Task description:
Copy, from the data below, every line that has "each" in it.

Information shown:
use std::collections::HashMap;
use std::sync::Arc;

use camino::Utf8PathBuf;

use crate::cache::{Cache, CacheValue};
use crate::data::{Data, DataNode, DataNodeBuilder};
use crate::error::WorkspaceError;
use crate::executor::Executor;
use crate::meta::{Meta, Value};
use crate::name::Name;
use crate::task::{Dependency, Task, TaskContext, TaskModel};

/// The registry and orchestrator: named tasks, named configuration targets,
/// the root data tree, and transparent result caching.
///
/// A workspace is sealed once built; running tasks never mutates the
/// registries. Heterogeneous payloads are expressed by choosing a closed
/// enum as the border type `V`.
pub struct Workspace<V: CacheValue> {
    executor: Executor,
    tasks: HashMap<String, Arc<dyn Task<V>>>,
    targets: HashMap<String, Meta>,
    data: DataNode<V>,
    cache: Option<Cache>,
}

impl<V: CacheValue> Workspace<V> {
    /// Start configuring a new workspace.
    pub fn config() -> WorkspaceBuilder<V> {
        WorkspaceBuilder::new()
    }

    pub fn executor(&self) -> &Executor {
        &self.executor
    }

    /// The whole data tree.
    pub fn data(&self) -> &DataNode<V> {
        &self.data
    }

    /// Look up a piece of static data by its fully-qualified path.
    pub fn get_data(&self, path: &str) -> Result<&Data<V>, WorkspaceError> {
        self.data
            .get(&Name::of(path))
            .ok_or_else(|| WorkspaceError::DataNotFound(path.to_string()))
    }

    pub fn opt_task(&self, name: &str) -> Option<Arc<dyn Task<V>>> {
        self.tasks.get(name).cloned()
    }

    pub fn task(&self, name: &str) -> Result<Arc<dyn Task<V>>, WorkspaceError> {
        self.opt_task(name)
            .ok_or_else(|| WorkspaceError::TaskNotFound(name.to_string()))
    }

    /// Look up a configuration target, following its `@parent` chain.
    pub fn opt_target(&self, name: &str) -> Option<Meta> {
        let target = self.targets.get(name)?;
        Some(self.resolve_parents(target))
    }

    pub fn target(&self, name: &str) -> Result<Meta, WorkspaceError> {
        self.opt_target(name)
            .ok_or_else(|| WorkspaceError::TargetNotFound(name.to_string()))
    }

    pub fn has_target(&self, name: &str) -> bool {
        self.targets.contains_key(name)
    }

    /// Follow the `@parent` chain by name lookup, laminating each child
    /// over its parent. A dangling parent reference is logged and ignored.
    /// There is no cycle guard; targets referencing each other in a loop do
    /// not terminate.
    fn resolve_parents(&self, meta: &Meta) -> Meta {
        let Some(Value::String(parent)) = meta.value("@parent") else {
            return meta.clone();
        };

        match self.targets.get(parent) {
            Some(base) => meta.over(&self.resolve_parents(base)),
            None => {
                tracing::warn!("parent target '{parent}' not found, ignoring");
                meta.clone()
            }
        }
    }

    /// Run a task by name with the given configuration, laminating it over
    /// a target named like the configuration when one exists.
    pub fn run_task(&self, name: &str, config: Meta) -> Result<DataNode<V>, WorkspaceError> {
        self.run_task_with(name, config, true)
    }

    /// Run a task by name, using the target stored under the same name (if
    /// any) as its configuration.
    pub fn run_task_default(&self, name: &str) -> Result<DataNode<V>, WorkspaceError> {
        let config = self.opt_target(name).unwrap_or_else(Meta::empty);
        self.run_task_with(name, config, false)
    }

    /// Run a task by name. When `overlay` is set and a target named like
    /// the configuration exists, the configuration is laminated over it.
    pub fn run_task_with(
        &self,
        name: &str,
        config: Meta,
        overlay: bool,
    ) -> Result<DataNode<V>, WorkspaceError> {
        let task = self.task(name)?;

        let merged = match self.opt_target(config.name()) {
            Some(target) if overlay => config.over(&target),
            _ => config,
        };

        let model = task.model(self, merged)?;
        self.run_model(&model)
    }

    /// Run a resolved task model: gather dependencies, check input types,
    /// execute, and wrap the result in the cache.
    pub fn run_model(&self, model: &TaskModel) -> Result<DataNode<V>, WorkspaceError> {
        let task = self.task(model.name())?;
        tracing::info!("running task '{}'", model.name());

        // Dependency gathering is eager and synchronous; the gathered
        // leaves themselves stay lazy behind their goals.
        let mut input = DataNode::build();
        for dependency in model.dependencies() {
            self.apply_dependency(dependency, &mut input)?;
        }
        let input = input.build();

        // Fail fast, before any computation starts.
        if let Some(expected) = task.declared_input() {
            for (name, data) in input.data(true) {
                if data.tag() != expected {
                    return Err(WorkspaceError::TypeMismatch {
                        task: model.name().to_string(),
                        name: name.to_string(),
                        expected: expected.to_string(),
                        found: data.tag().to_string(),
                    });
                }
            }
        }

        let context = TaskContext {
            workspace: self,
            model,
        };
        let output = task
            .run(&context, &input)
            .map_err(|err| WorkspaceError::Task(model.name().to_string(), err))?;

        if let Some(cache) = &self.cache
            && model.meta().bool_or("cache.enabled", true)
        {
            let wrapped =
                cache.cache_node(model.name(), &output, &|name, data| model.identity(name, data));
            return Ok(wrapped);
        }

        Ok(output)
    }

    fn apply_dependency(
        &self,
        dependency: &Dependency,
        input: &mut DataNodeBuilder<V>,
    ) -> Result<(), WorkspaceError> {
        match dependency {
            Dependency::Data { mask, target } => {
                let pattern = glob::Pattern::new(mask)
                    .map_err(|err| WorkspaceError::Mask(mask.clone(), err))?;

                for (name, data) in self.data.data(true) {
                    if pattern.matches(&name.to_string()) {
                        let placed = Name::join([target.clone(), name]);
                        input.put_data(&placed, data.clone());
                    }
                }
            }
            Dependency::Node { source, target } => {
                let node = self
                    .data
                    .get_node(source)
                    .ok_or_else(|| WorkspaceError::DataNotFound(source.to_string()))?;
                input.put_node(target, node.clone());
            }
            Dependency::Task { model, key } => {
                let result = self.run_model(model)?;
                input.put_node(key, result);
            }
        }

        Ok(())
    }

    /// Invalidate all caches. Task and target registrations are untouched.
    pub fn clean(&self) {
        if let Some(cache) = &self.cache {
            cache.invalidate_all();
        }
    }
}

impl<V: CacheValue> std::fmt::Debug for Workspace<V> {
    fn fmt(&self, f: &mut std::fmt::Formatter<'_>) -> std::fmt::Result {
        f.debug_struct("Workspace")
            .field("tasks", &self.tasks.keys().collect::<Vec<_>>())
            .field("targets", &self.targets.keys().collect::<Vec<_>>())
            .field("data", &self.data.len())
            .field("cached", &self.cache.is_some())
            .finish()
    }
}

enum CacheConfig {
    Default,
    Disabled,
    Custom(Cache),
}

/// A builder for [`Workspace`]. Registration happens here; the workspace is
/// immutable once `finish` is called.
pub struct WorkspaceBuilder<V: CacheValue> {
    executor: Executor,
    tasks: HashMap<String, Arc<dyn Task<V>>>,
    targets: HashMap<String, Meta>,
    data: DataNodeBuilder<V>,
    cache: CacheConfig,
}

impl<V: CacheValue> WorkspaceBuilder<V> {
    fn new() -> Self {
        WorkspaceBuilder {
            executor: Executor::global(),
            tasks: HashMap::new(),
            targets: HashMap::new(),
            data: DataNode::build(),
            cache: CacheConfig::Default,
        }
    }

    pub fn executor(mut self, executor: Executor) -> Self {
        self.executor = executor;
        self
    }

    /// Register a task under its own name.
    pub fn task(mut self, task: impl Task<V> + 'static) -> Self {
        self.tasks.insert(task.name().to_string(), Arc::new(task));
        self
    }

    /// Register a named configuration target.
    pub fn target(mut self, name: &str, meta: Meta) -> Self {
        self.targets.insert(name.to_string(), meta);
        self
    }

    /// Add data under the given path in the root tree.
    pub fn data(mut self, key: &str, data: Data<V>) -> Self {
        self.data.put_data(&Name::of(key), data);
        self
    }

    /// Add a whole node under the given path in the root tree.
    pub fn data_node(mut self, key: &str, node: DataNode<V>) -> Self {
        self.data.put_node(&Name::of(key), node);
        self
    }

    /// Add a static value under the given path in the root tree.
    pub fn value(self, key: &str, value: V) -> Self {
        self.data(key, Data::value(value))
    }

    /// Use the given cache instead of the default one.
    pub fn cache(mut self, cache: Cache) -> Self {
        self.cache = CacheConfig::Custom(cache);
        self
    }

    /// Disable result caching entirely.
    pub fn without_cache(mut self) -> Self {
        self.cache = CacheConfig::Disabled;
        self
    }

    /// Seal the builder. The default cache lives under the process
    /// temporary directory; if it cannot be created the workspace runs
    /// without caching, since caching is only an optimization.
    pub fn finish(self) -> Result<Workspace<V>, WorkspaceError> {
        if self.tasks.keys().any(|name| name.is_empty()) {
            return Err(WorkspaceError::AnonymousNotAllowed);
        }

        let cache = match self.cache {
            CacheConfig::Custom(cache) => Some(cache),
            CacheConfig::Disabled => None,
            CacheConfig::Default => match default_cache() {
                Ok(cache) => Some(cache.with_executor(self.executor.clone())),
                Err(err) => {
                    tracing::warn!("can't open the default cache, caching disabled: {err}");
                    None
                }
            },
        };

        Ok(Workspace {
            executor: self.executor,
            tasks: self.tasks,
            targets: self.targets,
            data: self.data.build(),
            cache,
        })
    }
}

fn default_cache() -> anyhow::Result<Cache> {
    let root = Utf8PathBuf::from_path_buf(std::env::temp_dir())
        .map_err(|path| anyhow::anyhow!("temporary directory is not UTF-8: {path:?}"))?
        .join("karakuri")
        .join("cache");
    Ok(Cache::new(root)?)
}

Reply to the task:
    /// Follow the `@parent` chain by name lookup, laminating each child
    /// There is no cycle guard; targets referencing each other in a loop do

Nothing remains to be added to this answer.